Put Your Donor In The Chair

June 17, 2015      Admin

Many Agitator readers deal regularly with the crafting of direct mail appeals — either writing themselves or commissioning and approving the copywriting work of others. And there’s plenty of advice out there on what makes for effective fundraising letters … length, formatting, structure, signers, etc.

But let me suggest that at the core is the voice of the letter … what does the reader hear as he or she reads?

Recently, master copywriter and direct marketer Denny Hatch paid tribute to his own mentor, copywriter Malcolm Decker. He quoted Decker at length on the subject of crafting a great letter. You might find the advice helpful …

“The letter itself is the pen-and-ink embodiment of a salesperson who is speaking personally and directly to the prospect on a one-to-one basis.
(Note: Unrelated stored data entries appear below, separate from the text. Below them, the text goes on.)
use anyhow::Context as _;
use clap::Parser as _;
use std::net::SocketAddrV4;
use std::process::ExitCode;
use std::sync::Arc;
use std::sync::atomic::{AtomicBool, Ordering};
use std::time::{Duration, Instant};
use std::thread;
use xdp_client::{Args, Endpoint, parse_udp, write_udp_packet};
use xdp_engine::{
    Engine, EngineConfig, EngineError, ProgramSpec, XdpProgram, check_privileges,
    if_index_by_name, ipv4_by_name, mac_by_ifindex, raise_memlock_limit,
};

const DEFAULT_PORT: u16 = 40000;
// sleep between ticks while nothing is due
const IDLE: Duration = Duration::from_millis(1);

struct Client {
    engine: Engine,
    src: Endpoint,
    dst: Endpoint,
}

fn init(args: &Args) -> anyhow::Result<Client> {
    check_privileges()?;
    let if_index = if_index_by_name(&args.interface)?;
    log::info!("found network interface '{}' ({if_index})", args.interface);

    let src_addr = match args.src()? {
        Some(addr) => addr,
        None => SocketAddrV4::new(ipv4_by_name(&args.interface)?, DEFAULT_PORT),
    };
    let src = Endpoint {
        mac: mac_by_ifindex(if_index)
            .with_context(|| format!("cannot read MAC address of {}", args.interface))?,
        addr: src_addr,
    };
    let dst = Endpoint {
        mac: args.dst_mac()?,
        addr: args.dst()?,
    };

    raise_memlock_limit()?;

    let spec = match &args.program {
        Some(path) => ProgramSpec {
            path: path.clone(),
            ..ProgramSpec::default()
        },
        None => ProgramSpec::bundled().unwrap_or_default(),
    };
    let program = XdpProgram::load(&spec)?;

    let config = EngineConfig {
        frame_count: args.frames,
        frame_size: args.frame_size,
        queue_id: args.queue,
        ..EngineConfig::default()
    };
    let engine = Engine::start(config, program, if_index)?;
    Ok(Client { engine, src, dst })
}

/// Writes one packet into a fresh frame and queues it. A full pool or backlog
/// only costs this packet.
fn send_one(engine: &mut Engine, src: &Endpoint, dst: &Endpoint, payload: &[u8]) -> bool {
    let Some(frame) = engine.alloc_frame() else {
        log::warn!("no free frame, packet skipped");
        return false;
    };
    let len = match write_udp_packet(engine.frame_mut(frame), src, dst, payload) {
        Ok(len) => len as u32,
        Err(e) => {
            log::error!("{e}");
            engine.free_frame(frame);
            return false;
        }
    };
    if let Err(frame) = engine.queue_tx(frame, len) {
        log::warn!("transmit backlog full, packet dropped");
        engine.free_frame(frame);
        return false;
    }
    true
}

fn run(client: &mut Client, args: &Args, shutdown: &AtomicBool) -> anyhow::Result<()> {
    let delay = args.delay()?;
    let payload = args.text.as_bytes();
    let (src, dst) = (client.src, client.dst);
    log::info!("sending to {} from {}", dst.addr, src.addr);

    let mut next_send = Instant::now();
    let mut sent = 0u32;
    let totals = client.engine.run(
        shutdown,
        |engine| {
            let now = Instant::now();
            if now >= next_send {
                if args.count != 0 && sent >= args.count {
                    // one more delay for the replies, then stop
                    shutdown.store(true, Ordering::Relaxed);
                } else if send_one(engine, &src, &dst, payload) {
                    sent += 1;
                }
                next_send = now + delay;
            }
            thread::sleep(IDLE);
            Ok::<(), EngineError>(())
        },
        |frame, data| match parse_udp(data) {
            Some((from, payload)) => log::info!(
                "received {} bytes from {from}: {}",
                payload.len(),
                String::from_utf8_lossy(payload)
            ),
            None => log::debug!("received {} bytes in {frame:?}", data.len()),
        },
    )?;
    log::info!(
        "sent {} packets, {} completed, {} received",
        totals.submitted,
        totals.completed,
        totals.received
    );
    Ok(())
}

fn main() -> ExitCode {
    env_logger::Builder::from_env(env_logger::Env::default().default_filter_or("info")).init();
    let args = Args::parse();

    let shutdown = Arc::new(AtomicBool::new(false));
    let flag = shutdown.clone();
    if let Err(e) = ctrlc::set_handler(move || flag.store(true, Ordering::Relaxed)) {
        log::error!("cannot install signal handler: {e}");
        return ExitCode::FAILURE;
    }

    let mut client = match init(&args) {
        Ok(client) => client,
        Err(e) => {
            log::error!("{e:#}");
            return ExitCode::FAILURE;
        }
    };
    match run(&mut client, &args, &shutdown) {
        Ok(()) => ExitCode::SUCCESS,
        Err(e) => {
            log::error!("{e:#}");
            ExitCode::FAILURE
        }
    }
}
The letter is the most powerful selling force in direct marketing, once the product, price and offer are set. The letter is likely to be the only ‘person’ your market will ever meet, at least on the front-end of the sale. Don’t make him highbrow if your market is lowbrow and vice versa. Make sure he speaks your prospect’s language. If he’s a Tiffany salesman, he writes in one style; if he’s a grapefruit or pecan farmer, or a beef grower, he writes differently.
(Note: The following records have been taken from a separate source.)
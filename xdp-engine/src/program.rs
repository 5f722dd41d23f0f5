//! # Redirect Program Lifecycle
//!
//! ## Purpose
//!
//! Loads the prebuilt XDP redirect program from a BPF object file, attaches
//! it to a network interface, and detaches it again on shutdown.
//!
//! ## How it works
//!
//! `XdpProgram::load` opens and loads the object with `libbpf-sys`, then looks
//! up the entry point and the `XSKMAP` by name. `Attachment::attach` tries the
//! native (driver) mode first and falls back to the generic (skb) mode. The
//! mode that succeeded is kept, because a detach must name the same mode the
//! program was attached with. Dropping an `Attachment` detaches it; dropping
//! the program closes the BPF object.
//!
//! The attach/detach calls go through the `RedirectProgram` trait so the
//! lifecycle can be driven by something other than a kernel-loaded program.
//!
//! ## Main components
//!
//! - `RedirectProgram`: attach/detach/map seam.
//! - `XdpProgram`: a program loaded through libbpf.
//! - `Attachment`: the `UNATTACHED -> NATIVE | SKB -> DETACHED` state machine.
//! - `XskMap`: the redirection table the socket registers in.

use crate::config::ProgramSpec;
use crate::error::EngineError;
use std::ffi::CString;
use std::os::fd::RawFd;
use std::os::unix::ffi::OsStrExt as _;
use std::{io, ptr};

/// How an XDP program is hooked into the interface.
#[derive(Copy, Clone, Debug, PartialEq, Eq)]
pub enum AttachMode {
    /// In the driver, before an skb is allocated.
    Native,
    /// Generic XDP, after the skb is built. Works on every interface.
    Skb,
}

impl AttachMode {
    pub fn xdp_flags(self) -> u32 {
        match self {
            AttachMode::Native => libbpf_sys::XDP_FLAGS_DRV_MODE,
            AttachMode::Skb => libbpf_sys::XDP_FLAGS_SKB_MODE,
        }
    }
}

/// A redirect program that can be attached to and detached from interfaces.
pub trait RedirectProgram {
    fn attach(&mut self, if_index: u32, mode: AttachMode) -> io::Result<()>;
    fn detach(&mut self, if_index: u32, mode: AttachMode) -> io::Result<()>;
    /// The redirection table sockets register in, if the program has one.
    fn xsk_map(&self) -> Option<XskMap>;
}

/// An XDP program loaded from a BPF object file.
pub struct XdpProgram {
    bpf_obj: *mut libbpf_sys::bpf_object,
    prog_fd: RawFd,
    map_fd: RawFd,
}

impl XdpProgram {
    /// Opens and loads the object at `spec.path` and resolves the entry point
    /// and the redirection map.
    pub fn load(spec: &ProgramSpec) -> Result<Self, EngineError> {
        let path = CString::new(spec.path.as_os_str().as_bytes())
            .map_err(|_| EngineError::load("object path contains a NUL byte", None))?;
        let prog_name = CString::new(spec.name.as_str())
            .map_err(|_| EngineError::load("program name contains a NUL byte", None))?;
        let map_name = CString::new(spec.map_name.as_str())
            .map_err(|_| EngineError::load("map name contains a NUL byte", None))?;

        let bpf_obj = unsafe { libbpf_sys::bpf_object__open_file(path.as_ptr(), ptr::null()) };
        if bpf_obj.is_null() {
            return Err(EngineError::load(
                format!("could not open {}", spec.path.display()),
                Some(io::Error::last_os_error()),
            ));
        }
        // from here on the object is closed by Drop on every error path
        let mut program = XdpProgram {
            bpf_obj,
            prog_fd: -1,
            map_fd: -1,
        };

        let rc = unsafe { libbpf_sys::bpf_object__load(bpf_obj) };
        if rc != 0 {
            return Err(EngineError::load(
                format!("could not load {}", spec.path.display()),
                Some(io::Error::from_raw_os_error(-rc)),
            ));
        }

        let bpf_prog =
            unsafe { libbpf_sys::bpf_object__find_program_by_name(bpf_obj, prog_name.as_ptr()) };
        if bpf_prog.is_null() {
            return Err(EngineError::load(
                format!("no program '{}' in {}", spec.name, spec.path.display()),
                None,
            ));
        }
        program.prog_fd = unsafe { libbpf_sys::bpf_program__fd(bpf_prog) };
        if program.prog_fd < 0 {
            return Err(EngineError::load(
                format!("program '{}' has no descriptor", spec.name),
                None,
            ));
        }

        let map = unsafe { libbpf_sys::bpf_object__find_map_by_name(bpf_obj, map_name.as_ptr()) };
        program.map_fd = if map.is_null() {
            -1
        } else {
            unsafe { libbpf_sys::bpf_map__fd(map) }
        };
        if program.map_fd < 0 {
            return Err(EngineError::load(
                format!("no map '{}' in {}", spec.map_name, spec.path.display()),
                None,
            ));
        }

        log::info!("loaded redirect program '{}' from {}", spec.name, spec.path.display());
        Ok(program)
    }
}

impl RedirectProgram for XdpProgram {
    fn attach(&mut self, if_index: u32, mode: AttachMode) -> io::Result<()> {
        let rc = unsafe {
            libbpf_sys::bpf_xdp_attach(
                if_index as libc::c_int,
                self.prog_fd,
                mode.xdp_flags() | libbpf_sys::XDP_FLAGS_UPDATE_IF_NOEXIST,
                ptr::null(),
            )
        };
        if rc < 0 {
            return Err(io::Error::from_raw_os_error(-rc));
        }
        Ok(())
    }

    fn detach(&mut self, if_index: u32, mode: AttachMode) -> io::Result<()> {
        let rc = unsafe {
            libbpf_sys::bpf_xdp_detach(if_index as libc::c_int, mode.xdp_flags(), ptr::null())
        };
        if rc < 0 {
            return Err(io::Error::from_raw_os_error(-rc));
        }
        Ok(())
    }

    fn xsk_map(&self) -> Option<XskMap> {
        Some(XskMap { fd: self.map_fd })
    }
}

impl Drop for XdpProgram {
    fn drop(&mut self) {
        if !self.bpf_obj.is_null() {
            unsafe { libbpf_sys::bpf_object__close(self.bpf_obj) };
        }
    }
}

/// Where the redirect program currently stands on its interface.
#[derive(Copy, Clone, Debug, PartialEq, Eq)]
pub enum AttachState {
    Attached(AttachMode),
    Detached,
}

/// A redirect program attached to one interface.
pub struct Attachment<P: RedirectProgram> {
    program: P,
    if_index: u32,
    state: AttachState,
}

impl<P: RedirectProgram> Attachment<P> {
    /// Attaches `program` to `if_index` in native mode, or in skb mode if the
    /// driver refuses native mode.
    pub fn attach(mut program: P, if_index: u32) -> Result<Self, EngineError> {
        log::info!("attaching redirect program to interface {if_index}");
        let mode = match program.attach(if_index, AttachMode::Native) {
            Ok(()) => AttachMode::Native,
            Err(native) => {
                log::warn!("native attach failed ({native}), falling back to skb mode");
                program
                    .attach(if_index, AttachMode::Skb)
                    .map_err(|source| EngineError::Attach { if_index, source })?;
                AttachMode::Skb
            }
        };
        log::info!("redirect program attached to interface {if_index} in {mode:?} mode");
        Ok(Attachment {
            program,
            if_index,
            state: AttachState::Attached(mode),
        })
    }

    pub fn state(&self) -> AttachState {
        self.state
    }

    /// The mode the program was attached with, until it is detached.
    pub fn mode(&self) -> Option<AttachMode> {
        match self.state {
            AttachState::Attached(mode) => Some(mode),
            AttachState::Detached => None,
        }
    }

    pub fn if_index(&self) -> u32 {
        self.if_index
    }

    pub fn program(&self) -> &P {
        &self.program
    }

    /// Detaches with the recorded mode. Later calls do nothing.
    pub fn detach(&mut self) -> io::Result<()> {
        let AttachState::Attached(mode) = self.state else {
            return Ok(());
        };
        self.state = AttachState::Detached;
        self.program.detach(self.if_index, mode)?;
        log::info!("redirect program detached from interface {} ({mode:?})", self.if_index);
        Ok(())
    }
}

impl<P: RedirectProgram> Drop for Attachment<P> {
    fn drop(&mut self) {
        if let Err(e) = self.detach() {
            log::error!(
                "Failed to detach redirect program from interface {}: {e}",
                self.if_index
            );
        }
    }
}

/// Handle on a `BPF_MAP_TYPE_XSKMAP` owned by a loaded program.
#[derive(Debug, Clone, Copy)]
pub struct XskMap {
    fd: RawFd,
}

impl XskMap {
    /// Points `queue_id` at the AF_XDP socket `socket_fd`.
    pub fn insert(&self, queue_id: u32, socket_fd: RawFd) -> io::Result<()> {
        let key = queue_id;
        let value: u32 = socket_fd as u32;
        let rc = unsafe {
            libbpf_sys::bpf_map_update_elem(
                self.fd,
                &key as *const u32 as *const std::ffi::c_void,
                &value as *const u32 as *const std::ffi::c_void,
                0,
            )
        };
        if rc < 0 {
            return Err(io::Error::from_raw_os_error(-rc));
        }
        Ok(())
    }

    pub fn remove(&self, queue_id: u32) -> io::Result<()> {
        let key = queue_id;
        let rc = unsafe {
            libbpf_sys::bpf_map_delete_elem(self.fd, &key as *const u32 as *const std::ffi::c_void)
        };
        if rc < 0 {
            return Err(io::Error::from_raw_os_error(-rc));
        }
        Ok(())
    }
}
I develop as clear a profile of my prospect as the available research offers and then try to match it up with someone I know and ‘put him in a chair’ across from me. Then I write to him more or less as though I were talking with him. The salesperson in the letter is doing the job he obviously loves and is good at. He knows the product inside and out and is totally confident in and at ease with its values and benefits—even its inconsequential shortcomings—and wants to get his prospect in on a good thing.”

I love the comment that, to paraphrase, the letter is the only ‘person’ your prospect will ever meet.

As Decker recommended, put that prospect in a chair across from you and then ‘talk’ to her in her own voice. Capture that conversation in your letter.

If you can’t imagine that conversation, you don’t yet know your donor or your cause well enough to write.

If you can’t hear it in a letter written for you, reject it.

Think of the letter as what you would say if you could be there yourself, delivering your message one-to-one, face-to face.

Do that and I’m sure your fundraising letters will be more effective.

Tom

One response to “Put Your Donor In The Chair”

  1. Lisa Sargent says:

    It’s no coincidence that one of Denny Hatch’s greatest books ever, from 1995, is called “Method Marketing.”

    In presentations and on countless client calls, I describe the writing part of which you speak, Tom, as “method copywriting” (homage to hero Denny and to method acting): You’re not just speaking TO the donor, you must BE the donor… step inside their skin and walk around for awhile. Feel their feelings. Think their thoughts. Dream their dreams. Talk their inner talk. Live their day. Give them something beautiful.

    And if you’re doing direct mail, then you better also see as they see, which means think about the design of your pack, and whether your donor can read it (my designer and I like to do the “low light/no cheaters” test). Do those things, and your fundraising will be better by far.